The problem: Below is a listing. Quote from it, exactly, the lines from the one containing "parse_date(t).map(month_key)" down to the one containing "pub fn parse_count(text: &str)", both ends included, and nothing else.

Material provided:

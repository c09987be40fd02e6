//! Record normalizer: raw spreadsheet rows to typed entities.
//!
//! Column headers arrive in whatever spelling the export tool produced
//! ("Código OS", "CODIGO_OS", "Nº Proposta"). Headers are folded with
//! `normalize_header` and then looked up through per-field alias lists.
//!
//! RULE: One bad row never aborts an import. Rows missing their key or a
//! mandatory date land in `Normalized::rejected` with their sheet line.

use crate::{
    import::SheetKind,
    record::{
        month_key, BaseData, OrderStatus, Payment, ProductTag, Sale, SaleSituation,
        ServiceCategory, ServiceOrder, Target,
    },
    types::{MonthKey, NOT_INFORMED},
};
use chrono::{DateTime, Duration, NaiveDate, NaiveDateTime, NaiveTime};
use serde::{Deserialize, Serialize};
use std::collections::BTreeMap;

/// One spreadsheet row: normalized header → cell text.
pub type RawRow = BTreeMap<String, String>;

/// Key under which the reader records a row's sheet line. Folded headers
/// never start with `_`, so it cannot collide with a column.
pub const LINE_KEY: &str = "_line";

/// Subtypes that get a " BL" suffix when the package is a fiber package.
const FIBER_REWRITE_SUBTYPES: [&str; 2] = ["Corretiva", "Ponto Principal"];

#[derive(Debug, Clone, PartialEq, Serialize, Deserialize)]
pub struct RejectedRow {
    /// 1-based sheet line (the header is line 1).
    pub line:   usize,
    pub reason: String,
}

#[derive(Debug, Clone, Serialize, Deserialize)]
pub struct Normalized<T> {
    pub records:  Vec<T>,
    pub rejected: Vec<RejectedRow>,
}

impl<T> Default for Normalized<T> {
    fn default() -> Self {
        Self { records: Vec::new(), rejected: Vec::new() }
    }
}

impl<T> Normalized<T> {
    /// Rows built by hand carry no line; assume header plus one row per index.
    fn reject(&mut self, row: &RawRow, index: usize, reason: impl Into<String>) {
        let reason = reason.into();
        let line = row
            .get(LINE_KEY)
            .and_then(|l| l.parse().ok())
            .unwrap_or(index + 2);
        log::warn!("row {line} rejected: {reason}");
        self.rejected.push(RejectedRow { line, reason });
    }
}

// ── Column aliases ─────────────────────────────────────────────────

const ORDER_ID: &[&str] = &["codigo_os", "cod_os", "numero_os", "os", "ordem_servico", "id_os"];
const CLIENT_CODE: &[&str] = &["codigo_cliente", "cod_cliente", "cliente", "contrato"];
const TECHNICIAN: &[&str] = &["tecnico", "nome_tecnico", "tecnico_responsavel"];
const CITY: &[&str] = &["cidade", "municipio"];
const SUBTYPE: &[&str] = &["subtipo", "subtipo_servico", "tipo_servico", "tipo"];
const PACKAGE: &[&str] = &["pacote", "nome_pacote", "plano"];
const ORDER_STATUS: &[&str] = &["status", "status_os", "situacao"];
const CREATED_AT: &[&str] = &["data_criacao", "data_abertura", "criacao", "data_cadastro"];
const COMPLETED_AT: &[&str] = &["data_finalizacao", "data_conclusao", "data_fechamento", "finalizacao"];

const PROPOSAL: &[&str] = &["numero_proposta", "proposta", "n_proposta", "num_proposta"];
const SALESPERSON: &[&str] = &["vendedor", "consultor", "nome_vendedor"];
const GROUPING: &[&str] = &["agrupamento_produto", "agrupamento", "grupo_produto", "produto"];
const SALE_DATE: &[&str] = &["data_venda", "data_cadastro", "data"];
const ACTIVATION_DATE: &[&str] = &["data_habilitacao", "habilitacao", "data_ativacao"];
const SALE_SITUATION: &[&str] = &["situacao", "status_proposta", "status"];

const STEP_CODE: &[&str] = &["passo", "codigo_passo", "cod_passo"];
const BILLING_DATE: &[&str] = &["data_passo_cobranca", "data_cobranca", "data_passo"];
const PACKAGE_STATUS: &[&str] = &["status_pacote", "cod_status_pacote", "status"];
const DUE_DATE: &[&str] = &["vencimento", "data_vencimento", "vencimento_fatura"];

const MONTH: &[&str] = &["mes", "competencia", "periodo", "mes_referencia"];
const TAG: &[&str] = &["linha", "tag", "produto", "agrupamento"];
const TARGET_QTY: &[&str] = &["meta", "quantidade", "qtd_meta"];
const SUBSCRIBERS: &[&str] = &["assinantes", "base", "quantidade", "total"];

/// Column a sheet cannot be read without, with its aliases.
fn key_column(sheet: SheetKind) -> (&'static str, &'static [&'static str]) {
    match sheet {
        SheetKind::ServiceOrders => ("codigo_os", ORDER_ID),
        SheetKind::Sales         => ("numero_proposta", PROPOSAL),
        SheetKind::Payments      => ("numero_proposta", PROPOSAL),
        SheetKind::Targets       => ("vendedor", SALESPERSON),
        SheetKind::Base          => ("mes", MONTH),
    }
}

/// Name of the key column when no header of a non-empty sheet matches it.
pub fn missing_key_column(sheet: SheetKind, rows: &[RawRow]) -> Option<&'static str> {
    let (name, aliases) = key_column(sheet);
    let present = rows.iter().any(|r| aliases.iter().any(|a| r.contains_key(*a)));
    (!rows.is_empty() && !present).then_some(name)
}

fn field<'a>(row: &'a RawRow, aliases: &[&str]) -> Option<&'a str> {
    aliases
        .iter()
        .filter_map(|a| row.get(*a))
        .map(|v| v.trim())
        .find(|v| !v.is_empty())
}

fn text_or_default(row: &RawRow, aliases: &[&str]) -> String {
    field(row, aliases).unwrap_or(NOT_INFORMED).to_string()
}

// ── Scalar parsing ─────────────────────────────────────────────────

/// Lowercase and strip Portuguese accents: "Inclusão" → "inclusao".
pub fn fold_accents(text: &str) -> String {
    text.to_lowercase()
        .chars()
        .map(|c| match c {
            'á' | 'à' | 'â' | 'ã' | 'ä' => 'a',
            'é' | 'è' | 'ê' | 'ë' => 'e',
            'í' | 'ì' | 'î' | 'ï' => 'i',
            'ó' | 'ò' | 'ô' | 'õ' | 'ö' => 'o',
            'ú' | 'ù' | 'û' | 'ü' => 'u',
            'ç' => 'c',
            other => other,
        })
        .collect()
}

/// Fold a header into `snake_case` ASCII: "Código OS" → "codigo_os".
pub fn normalize_header(name: &str) -> String {
    let mut out = String::with_capacity(name.len());
    for folded in fold_accents(name.trim()).chars() {
        if folded.is_ascii_alphanumeric() {
            out.push(folded);
        } else if !out.ends_with('_') {
            out.push('_');
        }
    }
    out.trim_matches('_').to_string()
}

/// Proposal numbers are typed by hand and re-exported through Excel:
/// "000123", "123" and "123.0" are the same proposal.
pub fn normalize_proposal(raw: &str) -> String {
    let trimmed = raw.trim();
    let without_float = trimmed.strip_suffix(".0").unwrap_or(trimmed);
    let stripped = without_float.trim_start_matches('0');
    if stripped.is_empty() && !without_float.is_empty() {
        "0".to_string()
    } else {
        stripped.to_string()
    }
}

const DATETIME_FORMATS: [&str; 7] = [
    "%d/%m/%Y %H:%M:%S",
    "%d/%m/%Y %H:%M",
    "%Y-%m-%d %H:%M:%S",
    "%Y-%m-%dT%H:%M:%S",
    "%Y-%m-%dT%H:%M:%S%.f",
    "%Y-%m-%d %H:%M",
    "%d/%m/%y %H:%M",
];

const DATE_FORMATS: [&str; 4] = ["%d/%m/%Y", "%Y-%m-%d", "%d-%m-%Y", "%d/%m/%y"];

/// Excel stores dates as days since 1899-12-30; the fraction is the time.
fn from_excel_serial(serial: f64) -> Option<NaiveDateTime> {
    if !(1.0..2_958_466.0).contains(&serial) {
        return None;
    }
    let epoch = NaiveDate::from_ymd_opt(1899, 12, 30)?.and_time(NaiveTime::MIN);
    let days = serial.trunc() as i64;
    let seconds = (serial.fract() * 86_400.0).round() as i64;
    Some(epoch + Duration::days(days) + Duration::seconds(seconds))
}

pub fn parse_datetime(text: &str) -> Option<NaiveDateTime> {
    let t = text.trim();
    if t.is_empty() {
        return None;
    }
    if !t.contains(['/', '-', ':']) {
        return t.replace(',', ".").parse::<f64>().ok().and_then(from_excel_serial);
    }
    if let Ok(dt) = DateTime::parse_from_rfc3339(t) {
        return Some(dt.naive_utc());
    }
    DATETIME_FORMATS
        .iter()
        .find_map(|f| NaiveDateTime::parse_from_str(t, f).ok())
        .or_else(|| {
            DATE_FORMATS
                .iter()
                .find_map(|f| NaiveDate::parse_from_str(t, f).ok())
                .map(|d| d.and_time(NaiveTime::MIN))
        })
}

pub fn parse_date(text: &str) -> Option<NaiveDate> {
    parse_datetime(text).map(|dt| dt.date())
}

/// Accepts "2024-03", "03/2024" or any full date.
pub fn parse_month(text: &str) -> Option<MonthKey> {
    let t = text.trim();
    if let Some((m, y)) = t.split_once('/') {
        if !y.contains('/') {
            let month: u32 = m.trim().parse().ok()?;
            let year: i32 = y.trim().parse().ok()?;
            return NaiveDate::from_ymd_opt(year, month, 1).map(month_key);
        }
    }
    if t.len() == 7 && t.as_bytes().get(4) == Some(&b'-') {
        return NaiveDate::parse_from_str(&format!("{t}-01"), "%Y-%m-%d").ok().map(month_key);
    }
    parse_date(t).map(month_key)
}

/// pt-BR counts: "1.234" is one thousand two hundred thirty-four, "12,0" is
/// twelve. A lone `.` not followed by three digits is Excel's decimal point
/// ("10.0").
pub fn parse_count(text: &str) -> Option<u64> {
    let t = text.trim().replace(' ', "");
    let cleaned = if t.contains(',') {
        t.replace('.', "").replace(',', ".")
    } else {
        match t.split_once('.') {
            Some((_, frac)) if !frac.contains('.') && frac.len() != 3 => t.clone(),
            _ => t.replace('.', ""),
        }
    };
    let value: f64 = cleaned.parse().ok()?;
    if value < 0.0 || !value.is_finite() {
        return None;
    }
    Some(value.round() as u64)
}

// ── Domain rules ───────────────────────────────────────────────────

/// "Corretiva" on a FIBRA package becomes "Corretiva BL".
pub fn rewrite_subtype(subtype: &str, package: &str) -> String {
    let base = subtype.trim();
    let is_fiber = package.to_uppercase().contains("FIBRA");
    if is_fiber && FIBER_REWRITE_SUBTYPES.iter().any(|s| s.eq_ignore_ascii_case(base)) {
        format!("{base} BL")
    } else {
        base.to_string()
    }
}

pub fn service_category(subtype: &str) -> ServiceCategory {
    if subtype.trim().to_uppercase().ends_with(" BL") {
        ServiceCategory::BandaLarga
    } else {
        ServiceCategory::Tv
    }
}

pub fn product_tag(grouping: &str) -> ProductTag {
    let upper = grouping.to_uppercase();
    if upper.contains("POS") || upper.contains("PÓS") {
        ProductTag::Pos
    } else if upper.contains("BL") || upper.contains("DGO") || upper.contains("FIBRA") {
        ProductTag::BlDgo
    } else {
        ProductTag::Other
    }
}

// ── Sheet normalizers ──────────────────────────────────────────────

pub fn normalize_service_orders(rows: &[RawRow]) -> Normalized<ServiceOrder> {
    let mut out = Normalized::default();
    for (i, row) in rows.iter().enumerate() {
        let Some(order_id) = field(row, ORDER_ID) else {
            out.reject(row, i, "missing order id");
            continue;
        };
        let Some(created_at) = field(row, CREATED_AT).and_then(parse_datetime) else {
            out.reject(row, i, format!("order {order_id}: missing or invalid creation date"));
            continue;
        };
        let package = field(row, PACKAGE).unwrap_or_default().to_string();
        let service_type = rewrite_subtype(field(row, SUBTYPE).unwrap_or_default(), &package);
        out.records.push(ServiceOrder {
            order_id: order_id.to_string(),
            client_code: field(row, CLIENT_CODE).unwrap_or_default().to_string(),
            technician: text_or_default(row, TECHNICIAN),
            city: text_or_default(row, CITY),
            category: service_category(&service_type),
            service_type,
            package,
            status: OrderStatus::from_text(field(row, ORDER_STATUS).unwrap_or("PENDENTE")),
            created_at,
            completed_at: field(row, COMPLETED_AT).and_then(parse_datetime),
        });
    }
    out
}

pub fn normalize_sales(rows: &[RawRow]) -> Normalized<Sale> {
    let mut out = Normalized::default();
    for (i, row) in rows.iter().enumerate() {
        let Some(proposal) = field(row, PROPOSAL).map(normalize_proposal) else {
            out.reject(row, i, "missing proposal number");
            continue;
        };
        let Some(sale_date) = field(row, SALE_DATE).and_then(parse_date) else {
            out.reject(row, i, format!("proposal {proposal}: missing or invalid sale date"));
            continue;
        };
        let grouping = field(row, GROUPING).unwrap_or_default().to_string();
        out.records.push(Sale {
            proposal_id: proposal,
            salesperson: text_or_default(row, SALESPERSON),
            city: text_or_default(row, CITY),
            product_tag: product_tag(&grouping),
            product_grouping: grouping,
            sale_date,
            activation_date: field(row, ACTIVATION_DATE).and_then(parse_date),
            situation: SaleSituation::from_text(field(row, SALE_SITUATION).unwrap_or_default()),
        });
    }
    out
}

pub fn normalize_payments(rows: &[RawRow]) -> Normalized<Payment> {
    let mut out = Normalized::default();
    for (i, row) in rows.iter().enumerate() {
        let Some(proposal) = field(row, PROPOSAL).map(normalize_proposal) else {
            out.reject(row, i, "missing proposal number");
            continue;
        };
        out.records.push(Payment {
            proposal_id: proposal,
            step_code: field(row, STEP_CODE).unwrap_or_default().to_string(),
            billing_date: field(row, BILLING_DATE).and_then(parse_date),
            package_status: field(row, PACKAGE_STATUS).unwrap_or_default().to_string(),
            due_date: field(row, DUE_DATE).and_then(parse_date),
        });
    }
    out
}

pub fn normalize_targets(rows: &[RawRow]) -> Normalized<Target> {
    let mut out = Normalized::default();
    for (i, row) in rows.iter().enumerate() {
        let Some(salesperson) = field(row, SALESPERSON) else {
            out.reject(row, i, "missing salesperson");
            continue;
        };
        let Some(month) = field(row, MONTH).and_then(parse_month) else {
            out.reject(row, i, format!("{salesperson}: missing or invalid month"));
            continue;
        };
        let Some(tag) = field(row, TAG).and_then(ProductTag::from_label) else {
            out.reject(row, i, format!("{salesperson}: unknown product line"));
            continue;
        };
        let Some(quantity) = field(row, TARGET_QTY).and_then(parse_count) else {
            out.reject(row, i, format!("{salesperson}: invalid target quantity"));
            continue;
        };
        out.records.push(Target {
            salesperson: salesperson.to_string(),
            month,
            product_tag: tag,
            quantity: quantity.min(u32::MAX as u64) as u32,
        });
    }
    out
}

pub fn normalize_base(rows: &[RawRow]) -> Normalized<BaseData> {
    let mut out = Normalized::default();
    for (i, row) in rows.iter().enumerate() {
        let Some(month) = field(row, MONTH).and_then(parse_month) else {
            out.reject(row, i, "missing or invalid month");
            continue;
        };
        let Some(subscribers) = field(row, SUBSCRIBERS).and_then(parse_count) else {
            out.reject(row, i, format!("{month}: invalid subscriber count"));
            continue;
        };
        out.records.push(BaseData {
            month,
            city: field(row, CITY).map(str::to_string),
            subscribers,
        });
    }
    out
}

Answer to this problem:
    parse_date(t).map(month_key)
}

/// pt-BR counts: "1.234" is one thousand two hundred thirty-four, "12,0" is
/// twelve. A lone `.` not followed by three digits is Excel's decimal point
/// ("10.0").
pub fn parse_count(text: &str) -> Option<u64> {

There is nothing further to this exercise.